Родители узнали, что я в армии, когда находилась на передовой. Причем узнали не от меня, а из интернета — из публикаций в СМИ. Папа тогда спросил по телефону: «Слушай, ты что, на войне?» Спокойно так отвечаю: «Да, на войне». «Хорошо. Держись там. До Победы». Беседа получилась короткая, но главное, что родители узнали и не дали волю эмоциям.
— Папа повел себя сдержанно. А мама?
— В тот день мы с ней не разговаривали. Но она тоже хорошо держалась.
— Как вы стали пулеметчицей?
— Весной прошлого года, когда стало окончательно понятно, что оккупанты остановлены и до Ивано-Франковска они не дойдут, ребята из нашего добровольческого формирования начали вступать в разные бригады ВСУ. Во время одного из разговоров наш командир Назарий Кишак предложил записаться в 72 бригаду — там как раз формировался новый батальон. Мы группой из 35 человек отправились туда. До большой войны из всех этих ребят я знала только нашего командира Назария Кишака и моего очень близкого друга Олега Койляка (в апреле нынешнего года Олег, к сожалению, погиб).
Когда мы приехали записываться в батальон, стрелковые роты уже были почти сформированы. Нам предложили выбор: либо распределиться по этим ротам, либо всем вместе стать пулеметным взводом. Мы решили быть пулеметчиками, чтобы воевать вместе.
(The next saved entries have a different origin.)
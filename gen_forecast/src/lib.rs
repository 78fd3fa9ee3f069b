//! # Gen Forecast
//!
//! Hourly electricity-generation forecasting from the series' own history.
//!
//! ## Features
//!
//! - Gap-preserving hourly series with O(1) offset lookups
//! - Leak-free lag, rolling and calendar features shared by training and inference
//! - Seasonal naive baseline with forward-fill and last-value fallback
//! - Recursive multi-step forecasting that feeds predictions back as history
//! - Temporal holdout evaluation against the baseline, with JSON run metadata
//! - A native histogram gradient-boosted tree regressor
//!
//! ## Quick Start
//!
//! ```rust,no_run
//! use gen_forecast::data::DataLoader;
//! use gen_forecast::forecast::RecursiveForecaster;
//! use gen_forecast::models::GradientBoostingRegressor;
//! use gen_forecast::training::TrainingHarness;
//!
//! # fn main() -> gen_forecast::error::Result<()> {
//! // Load data
//! let series = DataLoader::from_csv("data/processed/generation_de_hourly.csv")?;
//!
//! // Fit on everything but the final week and score against the baseline
//! let outcome = TrainingHarness::new(GradientBoostingRegressor::default()).run(&series)?;
//! println!("improvement: {:.1}%", outcome.metadata.improvement_pct);
//!
//! // Forecast the next day
//! let table = RecursiveForecaster::new(&outcome.model).forecast(&series, 24)?;
//! for point in table.points() {
//!     println!("{} {:.0} {:.0}", point.timestamp, point.yhat, point.baseline);
//! }
//! # Ok(())
//! # }
//! ```

pub mod artifacts;
pub mod config;
pub mod data;
pub mod error;
pub mod features;
pub mod forecast;
pub mod models;
pub mod training;
pub mod utils;

// Re-export commonly used types
pub use crate::config::{ForecastConfig, GapPolicy};
pub use crate::data::{DataLoader, HourlySeries};
pub use crate::error::{ErrorKind, ForecastError};
pub use crate::features::{FeatureRow, SupervisedTable, FEATURE_NAMES};
pub use crate::forecast::{ForecastTable, RecursiveForecaster, FORECAST_UNIT};
pub use crate::models::{FittedModel, Regressor};
pub use crate::training::{RunMetadata, TrainingHarness};

// Version information
pub const VERSION: &str = env!("CARGO_PKG_VERSION");
pub const NAME: &str = env!("CARGO_PKG_NAME");
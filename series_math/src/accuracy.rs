//! Forecast accuracy metrics

use crate::{MathError, Result};
use serde::{Deserialize, Serialize};

/// Accuracy of a forecast against realised values
#[derive(Debug, Clone, Copy, PartialEq, Serialize, Deserialize)]
pub struct ForecastAccuracy {
    /// Mean Absolute Error
    pub mae: f64,
    /// Mean Squared Error
    pub mse: f64,
    /// Root Mean Squared Error
    pub rmse: f64,
    /// Mean Absolute Percentage Error (zero actuals are skipped)
    pub mape: f64,
    /// Symmetric Mean Absolute Percentage Error
    pub smape: f64,
}

fn check_lengths(forecast: &[f64], actual: &[f64]) -> Result<()> {
    if forecast.len() != actual.len() || forecast.is_empty() {
        return Err(MathError::InvalidInput(format!(
            "Forecast and actual values must have the same non-zero length (got {} and {})",
            forecast.len(),
            actual.len()
        )));
    }
    Ok(())
}

/// Mean absolute error between a forecast and the realised values
pub fn mean_absolute_error(forecast: &[f64], actual: &[f64]) -> Result<f64> {
    check_lengths(forecast, actual)?;
    let sum: f64 = forecast
        .iter()
        .zip(actual.iter())
        .map(|(f, a)| (a - f).abs())
        .sum();
    Ok(sum / forecast.len() as f64)
}

/// Calculate accuracy metrics for a forecast vs actual values
pub fn forecast_accuracy(forecast: &[f64], actual: &[f64]) -> Result<ForecastAccuracy> {
    check_lengths(forecast, actual)?;

    let n = forecast.len() as f64;
    let errors: Vec<f64> = forecast
        .iter()
        .zip(actual.iter())
        .map(|(&f, &a)| a - f)
        .collect();

    let mae = errors.iter().map(|e| e.abs()).sum::<f64>() / n;
    let mse = errors.iter().map(|e| e.powi(2)).sum::<f64>() / n;
    let rmse = mse.sqrt();

    let nonzero = actual.iter().filter(|a| **a != 0.0).count();
    let mape = if nonzero == 0 {
        0.0
    } else {
        actual
            .iter()
            .zip(errors.iter())
            .filter(|(&a, _)| a != 0.0)
            .map(|(&a, &e)| (e.abs() / a.abs()) * 100.0)
            .sum::<f64>()
            / nonzero as f64
    };

    let smape = actual
        .iter()
        .zip(forecast.iter())
        .map(|(&a, &f)| {
            let denom = a.abs() + f.abs();
            if denom == 0.0 {
                0.0
            } else {
                200.0 * (a - f).abs() / denom
            }
        })
        .sum::<f64>()
        / n;

    Ok(ForecastAccuracy {
        mae,
        mse,
        rmse,
        mape,
        smape,
    })
}

impl std::fmt::Display for ForecastAccuracy {
    fn fmt(&self, f: &mut std::fmt::Formatter<'_>) -> std::fmt::Result {
        writeln!(f, "Forecast Accuracy Metrics:")?;
        writeln!(f, "  MAE:   {:.4}", self.mae)?;
        writeln!(f, "  MSE:   {:.4}", self.mse)?;
        writeln!(f, "  RMSE:  {:.4}", self.rmse)?;
        writeln!(f, "  MAPE:  {:.4}%", self.mape)?;
        writeln!(f, "  SMAPE: {:.4}%", self.smape)?;
        Ok(())
    }
}

#[cfg(test)]
mod tests {
    use super::*;
    use approx::assert_relative_eq;

    #[test]
    fn test_mae_matches_hand_computation() {
        let forecast = [105.0, 106.0, 107.0];
        let actual = [106.0, 107.0, 108.0];
        assert_relative_eq!(mean_absolute_error(&forecast, &actual).unwrap(), 1.0);
    }

    #[test]
    fn test_full_metrics() {
        let forecast = [10.0, 20.0];
        let actual = [12.0, 16.0];
        let acc = forecast_accuracy(&forecast, &actual).unwrap();
        assert_relative_eq!(acc.mae, 3.0);
        assert_relative_eq!(acc.mse, 10.0);
        assert_relative_eq!(acc.rmse, 10.0_f64.sqrt());
        // (2/12 + 4/16) / 2 * 100
        assert_relative_eq!(acc.mape, 20.833333333333336, epsilon = 1e-9);
    }

    #[test]
    fn test_mape_skips_zero_actuals() {
        let acc = forecast_accuracy(&[1.0, 5.0], &[0.0, 4.0]).unwrap();
        assert_relative_eq!(acc.mape, 25.0);
    }

    #[test]
    fn test_length_mismatch_is_rejected() {
        assert!(mean_absolute_error(&[1.0], &[1.0, 2.0]).is_err());
        assert!(forecast_accuracy(&[], &[]).is_err());
    }
}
Пошли в строевую часть подавать документы, кадровик меня спросил: «Ты куда хочешь: в медицинскую службу или к нам в штаб, нам как раз нужен человек?» — «Да нет, с ребятами в пулеметный взвод». В штабе от моих слов все были в шоке. «Будь по-твоему, мы тебя оформляем», — сказал наконец кадровик. Наверное, в штабе думали, что скоро буду проситься к ним, потому что я девушка, а в окопах на передке тяжело, особенно в пулеметном взводе.
— Физическая нагрузка у пулеметчицы больше, чем у стрелка?
— Да, больше. Начну с того, что у каждого из нас есть автомат, а это вес. Далее: пулеметы весят немало: крупнокалиберный «Браунинг» — 58 килограммов, ДШК — 40 килограммов, «Покемон» значительно легче, могу без труда переносить его сама. ДШК переносят вдвоем, «Браунинг» — в разобранном на три части. Плюс короб с патронами. Прикинула, что когда мы заходим на позицию (например, когда меняем другое подразделение), я несу на себе 30−35, а то и больше килограммов (учитывая вес бронежилета, каски) при том, что самая вешу 50. Это очень тяжелый груз, если надо его далеко нести: идешь из последних сил, при этом ты еще под обстрел можешь попасть.
Кстати, некоторые считают, что пулеметчик должен быть здоровяком весом под 100 килограммов. Я вам скажу, что у меня были бойцы с такими габаритами, но некоторые из них как морально, так и физически не выдерживали боевых условий. Так какая польза от их высокого роста и 100-килограммового веса?
«Критически важно контролировать свой страх, а для этого нужно, чтобы боец имел стойкую психику»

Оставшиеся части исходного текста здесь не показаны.